Pour le moment, les peuples d’Afrique noire semblent hésitants, malgré des contextes électoraux propices à des “printemps nègres”, notamment dans des pays comme la RDC et le Gabon où des élections frauduleuses ont récemment été organisées. Pourquoi?

Manque de leadership? Manque de courage? Manque de stratégie et de détermination de la part des oppositions africaines? La question reste posée.

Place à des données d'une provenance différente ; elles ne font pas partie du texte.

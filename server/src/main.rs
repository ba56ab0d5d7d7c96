//! Cohort enrollment API server
//!
//! Serves the enrollment, payment, plan, and admin endpoints consumed by
//! the bootcamp front-end.
//!
//! Usage:
//!   cohort-server --port 8080 --database enrollments.db
//!
//! Without --database, records live in memory and are lost on restart.

use anyhow::{Context, Result};
use axum::http::{header, HeaderValue, Method};
use clap::Parser;
use cohort_server::{build_router, AppState};
use cohort_store::Backend;
use std::path::PathBuf;
use tokio::signal;
use tower_http::cors::{Any, CorsLayer};
use tracing::{info, Level};
use tracing_subscriber::FmtSubscriber;

#[derive(Parser, Debug)]
#[command(name = "cohort-server")]
#[command(about = "Cohort enrollment and admin HTTP API")]
struct Args {
    /// Port to listen on
    #[arg(short, long, default_value = "8080")]
    port: u16,

    /// SQLite database file (omit to keep enrollments in memory)
    #[arg(short, long)]
    database: Option<PathBuf>,

    /// Restrict CORS to this origin (default: allow any)
    #[arg(long)]
    cors_origin: Option<String>,

    /// Enable verbose debug logging
    #[arg(short, long)]
    verbose: bool,
}

#[tokio::main]
async fn main() -> Result<()> {
    let args = Args::parse();
    let log_level = if args.verbose { Level::DEBUG } else { Level::INFO };
    FmtSubscriber::builder()
        .with_max_level(log_level)
        .with_target(false)
        .compact()
        .init();

    info!("Cohort enrollment server starting...");

    let backend = match &args.database {
        Some(path) => Backend::Sqlite(path.clone()),
        None => Backend::Memory,
    };
    let store = backend.open().context("Failed to open enrollment store")?;
    info!("Enrollment store ready ({} backend)", store.backend_name());

    let cors = cors_layer(args.cors_origin.as_deref())?;
    let app = build_router(AppState::new(store)).layer(cors);

    let addr = format!("0.0.0.0:{}", args.port);
    let listener = tokio::net::TcpListener::bind(&addr)
        .await
        .with_context(|| format!("Failed to bind {addr}"))?;

    let backend_label = match &args.database {
        Some(path) => format!("sqlite ({})", path.display()),
        None => "memory".to_string(),
    };
    println!("\n========================================");
    println!("  Cohort Enrollment Server Running");
    println!("========================================");
    println!("  Port:     {}", args.port);
    println!("  Storage:  {}", backend_label);
    println!("  API root: http://localhost:{}/api", args.port);
    println!("========================================\n");

    axum::serve(listener, app)
        .with_graceful_shutdown(shutdown_signal())
        .await
        .context("HTTP server failed")?;

    info!("Server stopped");
    Ok(())
}

fn cors_layer(origin: Option<&str>) -> Result<CorsLayer> {
    let layer = CorsLayer::new()
        .allow_methods([
            Method::GET,
            Method::POST,
            Method::PUT,
            Method::DELETE,
            Method::OPTIONS,
        ])
        .allow_headers([header::CONTENT_TYPE]);

    Ok(match origin {
        Some(origin) => {
            let origin: HeaderValue = origin
                .parse()
                .with_context(|| format!("Invalid CORS origin: {origin}"))?;
            layer.allow_origin(origin)
        }
        None => layer.allow_origin(Any),
    })
}

async fn shutdown_signal() {
    let ctrl_c = async {
        signal::ctrl_c().await.expect("Failed to install Ctrl+C handler");
        info!("Received Ctrl+C, shutting down");
    };

    #[cfg(unix)]
    let terminate = async {
        signal::unix::signal(signal::unix::SignalKind::terminate())
            .expect("Failed to install signal handler")
            .recv()
            .await;
        info!("Received terminate signal, shutting down");
    };

    #[cfg(not(unix))]
    let terminate = std::future::pending::<()>();

    tokio::select! {
        _ = ctrl_c => {},
        _ = terminate => {},
    }
}
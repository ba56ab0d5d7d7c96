//! Outbound enrollment notifications.
//!
//! Nothing is actually delivered: each notification is rendered and
//! logged, standing in for a real mail provider integration. Sending is
//! fire-and-forget per request, so a slow or failing sender can never
//! fail the enrollment call that triggered it.

use cohort_model::{plan_info, Enrollment};
use cohort_types::EnrollmentKind;
use tracing::{debug, info};

struct RenderedEmail {
    subject: String,
    body: String,
}

/// Dispatches whichever notification a fresh enrollment warrants: demo
/// signups get a session confirmation, join signups get a payment
/// receipt once payment is complete. A join that is still pending gets
/// nothing until its transaction is attached.
pub fn notify_created(enrollment: &Enrollment) {
    match enrollment.kind {
        EnrollmentKind::Demo => spawn_send(enrollment.email.clone(), render_demo_confirmation(enrollment)),
        EnrollmentKind::Join if enrollment.payment_status.is_completed() => {
            spawn_send(enrollment.email.clone(), render_receipt(enrollment));
        }
        EnrollmentKind::Join => {}
    }
}

/// Sends the payment receipt after a transaction is attached.
pub fn notify_payment(enrollment: &Enrollment) {
    spawn_send(enrollment.email.clone(), render_receipt(enrollment));
}

fn spawn_send(to: String, email: RenderedEmail) {
    tokio::spawn(async move {
        // A real provider call would go here.
        info!("Email sent to {}: {}", to, email.subject);
        debug!("Email body:\n{}", email.body);
    });
}

fn render_receipt(enrollment: &Enrollment) -> RenderedEmail {
    let plan = plan_info(enrollment.plan);
    let transaction_id = enrollment.transaction_id.as_deref().unwrap_or("-");
    let date = enrollment.created_at.format("%d %B %Y");

    let subject = format!("Payment Receipt - Frontend Bootcamp {}", plan.name);

    let mut body = format!(
        "Hi {}!\n\n\
         Thank you for enrolling in the Frontend Bootcamp. Your payment has\n\
         been received and your seat is confirmed.\n\n\
         Receipt ID:     FBC-{}\n\
         Plan:           {}\n\
         Amount paid:    ₹{}\n\
         Transaction ID: {}\n\
         Date:           {}\n\n\
         What's included:\n",
        enrollment.name, enrollment.id, plan.name, plan.price_inr, transaction_id, date,
    );
    for feature in plan.features {
        body.push_str(&format!("  - {feature}\n"));
    }
    body.push_str(
        "\nYou'll be added to the course WhatsApp group within 2 hours for\n\
         updates and materials.\n\n\
         GenZ Coding School\n",
    );

    RenderedEmail { subject, body }
}

fn render_demo_confirmation(enrollment: &Enrollment) -> RenderedEmail {
    let subject = "Demo Session Confirmed - Frontend Bootcamp".to_string();
    let body = format!(
        "Hi {}!\n\n\
         Your free demo session is confirmed. Our instructor will reach out\n\
         on WhatsApp within 2 hours to schedule it.\n\n\
         GenZ Coding School\n",
        enrollment.name,
    );
    RenderedEmail { subject, body }
}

Il n’en demeure pas moins que les signes du temps ne trompent pas. Que les peuples qui veulent VRAIMENT se défaire de leurs dictateurs le MONTRENT. Tout simplement. C’est cela le message d’Obama aux Africains. L’Amérique ne viendra pas les libérer de leurs dictateurs à leur place. Mais à chaque fois qu’ils MONTRERONT VRAIMENT qu’ils ne veulent plus de leurs dictateurs, à chaque fois qu’ils MONTRERONT une DETERMINATION irréversible dans les rues et par des moyens insurrectionnels divers, même armés comme en Libye ou en Syrie, Barack Obama sera à leurs côtés pour dire aux dictateurs qu’ils ont perdu toute légitimité pour diriger leurs pays, et qu’ils doivent partir.

Dr. Daniel Mengara
Président du mouvement “Bongo Doit Partir”
http://www.bdpgabon.org

Article remis à jour le 26 décembre 2011, 11h30 (Matin, heure de New York).